+++ MATERIAL TO PROCESS

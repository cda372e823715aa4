//! Built-in plugins

pub mod leave_duplicate;
pub mod req_forward;
//! fleet-daemon - plugin host for a multi-account bot fleet

use anyhow::{Context, Result};
use clap::Parser;
use fleet_core::config::{ConfigOverrides, resolve_config};
use fleet_daemon::adapter::{AccountDirectory, AdapterRegistry, OneBotAdapter, onebot};
use fleet_daemon::daemon;
use fleet_daemon::daemon::socket::SOCKET_FILE;
use fleet_daemon::events::ListenerRegistry;
use fleet_daemon::plugin::{PluginContext, PluginRegistry};
use fleet_daemon::plugins::leave_duplicate::LeaveDuplicatePlugin;
use fleet_daemon::plugins::req_forward::ReqForwardPlugin;
use std::path::PathBuf;
use std::sync::Arc;
use tokio_util::sync::CancellationToken;
use tracing::{error, info};

/// fleet-daemon - duplicate-membership arbitration and request forwarding
#[derive(Parser, Debug)]
#[command(name = "fleet-daemon")]
#[command(about = "Plugin host for a multi-account bot fleet")]
#[command(version)]
struct Args {
    /// Path to configuration file
    #[arg(long, value_name = "PATH")]
    config: Option<PathBuf>,

    /// Override the data directory
    #[arg(long, value_name = "DIR")]
    data_dir: Option<PathBuf>,

    /// Host socket path (default: <home>/.fleet/fleet-daemon.sock)
    #[arg(long, value_name = "PATH")]
    socket: Option<PathBuf>,

    /// Do not listen for host events on a socket
    #[arg(long, conflicts_with = "socket")]
    no_socket: bool,

    /// Enable verbose logging
    #[arg(short, long)]
    verbose: bool,
}

fn plugin_enabled(ctx: &PluginContext, name: &str) -> bool {
    ctx.plugin_config(name)
        .and_then(|t| t.get("enabled"))
        .and_then(|v| v.as_bool())
        .unwrap_or(true)
}

#[tokio::main]
async fn main() -> Result<()> {
    let args = Args::parse();
    fleet_core::logging::init(args.verbose);

    info!("fleet-daemon starting...");

    let home_dir = fleet_core::home::get_home_dir().context("Failed to determine home directory")?;

    let overrides = ConfigOverrides {
        config_path: args.config.clone(),
        data_dir: args.data_dir.clone(),
    };
    let config = resolve_config(&overrides, &home_dir).context("Failed to resolve configuration")?;
    if let Some(path) = &args.config {
        info!("Loaded config from: {}", path.display());
    }

    let data_dir = config.data_dir(&home_dir);
    std::fs::create_dir_all(&data_dir)
        .with_context(|| format!("Failed to create data directory {}", data_dir.display()))?;
    info!("Data directory: {}", data_dir.display());

    let mut adapters = AdapterRegistry::new();
    if config.accounts_for(onebot::PLATFORM).next().is_some() {
        let onebot = OneBotAdapter::from_config(&config).context("Failed to set up OneBot adapter")?;
        adapters.register(onebot);
        info!("Registered OneBot v11 adapter");
    }
    info!("Platforms: {:?}", adapters.list_platforms());

    let plugin_ctx = PluginContext::new(
        Arc::new(config),
        Arc::new(adapters),
        Arc::new(AccountDirectory::new()),
        Arc::new(ListenerRegistry::new()),
        data_dir,
    );

    let mut registry = PluginRegistry::new();
    if plugin_enabled(&plugin_ctx, "leave_duplicate") {
        registry.register(LeaveDuplicatePlugin::new());
        info!("Registered leave_duplicate plugin");
    }
    if plugin_enabled(&plugin_ctx, "req_forward") {
        registry.register(ReqForwardPlugin::new());
        info!("Registered req_forward plugin");
    }
    info!("Registered {} plugin(s)", registry.len());

    let socket_path = if args.no_socket {
        None
    } else {
        Some(
            args.socket
                .clone()
                .unwrap_or_else(|| fleet_core::home::runtime_dir(&home_dir).join(SOCKET_FILE)),
        )
    };

    let cancel_token = CancellationToken::new();
    let cancel_for_signals = cancel_token.clone();
    tokio::spawn(async move {
        if let Err(e) = wait_for_signal().await {
            error!("Failed to install signal handlers: {e}");
        }
        cancel_for_signals.cancel();
    });

    daemon::run(&mut registry, &plugin_ctx, socket_path, cancel_token)
        .await
        .context("Daemon event loop failed")?;

    info!("fleet-daemon shutdown complete");
    Ok(())
}

#[cfg(unix)]
async fn wait_for_signal() -> std::io::Result<()> {
    use tokio::signal::unix::{SignalKind, signal};

    let mut sigterm = signal(SignalKind::terminate())?;
    tokio::select! {
        res = tokio::signal::ctrl_c() => {
            res?;
            info!("Received SIGINT (Ctrl+C)");
        }
        _ = sigterm.recv() => info!("Received SIGTERM"),
    }
    Ok(())
}

#[cfg(not(unix))]
async fn wait_for_signal() -> std::io::Result<()> {
    tokio::signal::ctrl_c().await?;
    info!("Received Ctrl+C");
    Ok(())
}
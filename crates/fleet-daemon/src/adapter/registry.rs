//! Adapter registry keyed by platform tag

use super::traits::{ErasedPlatformAdapter, PlatformAdapter};
use fleet_core::Account;
use std::collections::HashMap;
use std::sync::Arc;

/// Registry of platform adapters
///
/// One adapter serves every account of its platform. Registering a second
/// adapter for the same tag replaces the first.
#[derive(Debug, Clone, Default)]
pub struct AdapterRegistry {
    adapters: HashMap<String, Arc<dyn ErasedPlatformAdapter>>,
}

impl AdapterRegistry {
    pub fn new() -> Self {
        Self {
            adapters: HashMap::new(),
        }
    }

    /// Register an adapter under its own platform tag
    pub fn register<A: PlatformAdapter + 'static>(&mut self, adapter: A) {
        self.register_shared(Arc::new(adapter));
    }

    /// Register an adapter that is already shared (e.g. a mock kept by a test)
    pub fn register_shared(&mut self, adapter: Arc<dyn ErasedPlatformAdapter>) {
        self.adapters.insert(adapter.platform().to_string(), adapter);
    }

    /// Adapter for a platform tag
    pub fn get(&self, platform: &str) -> Option<Arc<dyn ErasedPlatformAdapter>> {
        self.adapters.get(platform).cloned()
    }

    /// Adapter serving `account`
    pub fn for_account(&self, account: &Account) -> Option<Arc<dyn ErasedPlatformAdapter>> {
        self.get(&account.platform)
    }

    /// Adapter for `platform` if it can make accounts leave groups
    pub fn leave_capable(&self, platform: &str) -> Option<Arc<dyn ErasedPlatformAdapter>> {
        self.get(platform).filter(|a| a.supports_leave())
    }

    /// List registered platform tags
    pub fn list_platforms(&self) -> Vec<&str> {
        let mut names: Vec<&str> = self.adapters.keys().map(|s| s.as_str()).collect();
        names.sort_unstable();
        names
    }

    pub fn has_platform(&self, platform: &str) -> bool {
        self.adapters.contains_key(platform)
    }

    pub fn len(&self) -> usize {
        self.adapters.len()
    }

    pub fn is_empty(&self) -> bool {
        self.adapters.is_empty()
    }
}
//! Adapter trait for platform operations

use fleet_core::{Account, GroupRef, NotifyTarget, RequestKind};
use std::future::Future;
use std::pin::Pin;
use thiserror::Error;

/// Errors reported by a platform adapter
#[derive(Debug, Error)]
pub enum AdapterError {
    #[error("{operation} is not supported on platform {platform}")]
    Unsupported {
        operation: &'static str,
        platform: String,
    },

    #[error("no connection details for account {account}")]
    UnknownAccount { account: String },

    #[error("request failed: {message}")]
    Request {
        message: String,
        #[source]
        source: Option<Box<dyn std::error::Error + Send + Sync>>,
    },

    #[error("API call {action} failed with retcode {retcode}: {message}")]
    Api {
        action: String,
        retcode: i64,
        message: String,
    },

    #[error("{operation} timed out after {secs}s")]
    Timeout { operation: &'static str, secs: u64 },
}

impl AdapterError {
    pub fn request(message: impl Into<String>) -> Self {
        AdapterError::Request {
            message: message.into(),
            source: None,
        }
    }
}

/// Operations the daemon needs from a chat platform.
///
/// Uses RPITIT (Return Position Impl Trait in Traits) with explicit Send bounds.
pub trait PlatformAdapter: Send + Sync + std::fmt::Debug {
    /// Platform tag served by this adapter (e.g. `"onebot11"`)
    fn platform(&self) -> &str;

    /// Whether accounts on this platform can leave groups at all
    fn supports_leave(&self) -> bool {
        true
    }

    /// Groups `account` currently belongs to.
    ///
    /// `Ok(None)` means the platform cannot enumerate memberships for this
    /// account.
    fn fetch_memberships(
        &self,
        account: &Account,
    ) -> impl Future<Output = Result<Option<Vec<GroupRef>>, AdapterError>> + Send;

    /// Make `account` leave `group`
    fn leave_group(
        &self,
        account: &Account,
        group: &GroupRef,
    ) -> impl Future<Output = Result<(), AdapterError>> + Send;

    /// Send a text message to `target` as `account`
    fn send_notification(
        &self,
        account: &Account,
        target: &NotifyTarget,
        text: &str,
    ) -> impl Future<Output = Result<(), AdapterError>> + Send;

    /// Text sub-channels of a guild visible to `account`. Default: none.
    fn list_text_channels(
        &self,
        _account: &Account,
        _guild: &GroupRef,
    ) -> impl Future<Output = Result<Vec<GroupRef>, AdapterError>> + Send {
        async { Ok(Vec::new()) }
    }

    /// Approve or reject a pending friend / invite request.
    ///
    /// `Some(false)` means the platform rejected the approval, `None` means
    /// the outcome is unknown.
    fn process_request(
        &self,
        _account: &Account,
        _kind: RequestKind,
        _identifier: &str,
        _approve: bool,
    ) -> impl Future<Output = Result<Option<bool>, AdapterError>> + Send {
        let platform = self.platform().to_string();
        async move {
            Err(AdapterError::Unsupported {
                operation: "process_request",
                platform,
            })
        }
    }
}

/// Object-safe version of PlatformAdapter for type erasure.
///
/// Implemented automatically for every [`PlatformAdapter`]; the registry
/// stores `Arc<dyn ErasedPlatformAdapter>`.
pub trait ErasedPlatformAdapter: Send + Sync + std::fmt::Debug {
    fn platform(&self) -> &str;

    fn supports_leave(&self) -> bool;

    fn fetch_memberships<'a>(
        &'a self,
        account: &'a Account,
    ) -> Pin<Box<dyn Future<Output = Result<Option<Vec<GroupRef>>, AdapterError>> + Send + 'a>>;

    fn leave_group<'a>(
        &'a self,
        account: &'a Account,
        group: &'a GroupRef,
    ) -> Pin<Box<dyn Future<Output = Result<(), AdapterError>> + Send + 'a>>;

    fn send_notification<'a>(
        &'a self,
        account: &'a Account,
        target: &'a NotifyTarget,
        text: &'a str,
    ) -> Pin<Box<dyn Future<Output = Result<(), AdapterError>> + Send + 'a>>;

    fn list_text_channels<'a>(
        &'a self,
        account: &'a Account,
        guild: &'a GroupRef,
    ) -> Pin<Box<dyn Future<Output = Result<Vec<GroupRef>, AdapterError>> + Send + 'a>>;

    fn process_request<'a>(
        &'a self,
        account: &'a Account,
        kind: RequestKind,
        identifier: &'a str,
        approve: bool,
    ) -> Pin<Box<dyn Future<Output = Result<Option<bool>, AdapterError>> + Send + 'a>>;
}

impl<T: PlatformAdapter> ErasedPlatformAdapter for T {
    fn platform(&self) -> &str {
        PlatformAdapter::platform(self)
    }

    fn supports_leave(&self) -> bool {
        PlatformAdapter::supports_leave(self)
    }

    fn fetch_memberships<'a>(
        &'a self,
        account: &'a Account,
    ) -> Pin<Box<dyn Future<Output = Result<Option<Vec<GroupRef>>, AdapterError>> + Send + 'a>>
    {
        Box::pin(PlatformAdapter::fetch_memberships(self, account))
    }

    fn leave_group<'a>(
        &'a self,
        account: &'a Account,
        group: &'a GroupRef,
    ) -> Pin<Box<dyn Future<Output = Result<(), AdapterError>> + Send + 'a>> {
        Box::pin(PlatformAdapter::leave_group(self, account, group))
    }

    fn send_notification<'a>(
        &'a self,
        account: &'a Account,
        target: &'a NotifyTarget,
        text: &'a str,
    ) -> Pin<Box<dyn Future<Output = Result<(), AdapterError>> + Send + 'a>> {
        Box::pin(PlatformAdapter::send_notification(self, account, target, text))
    }

    fn list_text_channels<'a>(
        &'a self,
        account: &'a Account,
        guild: &'a GroupRef,
    ) -> Pin<Box<dyn Future<Output = Result<Vec<GroupRef>, AdapterError>> + Send + 'a>> {
        Box::pin(PlatformAdapter::list_text_channels(self, account, guild))
    }

    fn process_request<'a>(
        &'a self,
        account: &'a Account,
        kind: RequestKind,
        identifier: &'a str,
        approve: bool,
    ) -> Pin<Box<dyn Future<Output = Result<Option<bool>, AdapterError>> + Send + 'a>> {
        Box::pin(PlatformAdapter::process_request(
            self, account, kind, identifier, approve,
        ))
    }
}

++++++

ASSIGNED TASK:
Across the records above, in how many lines does the string "retcode" appear? Reply with the figure alone.

REPLY:
2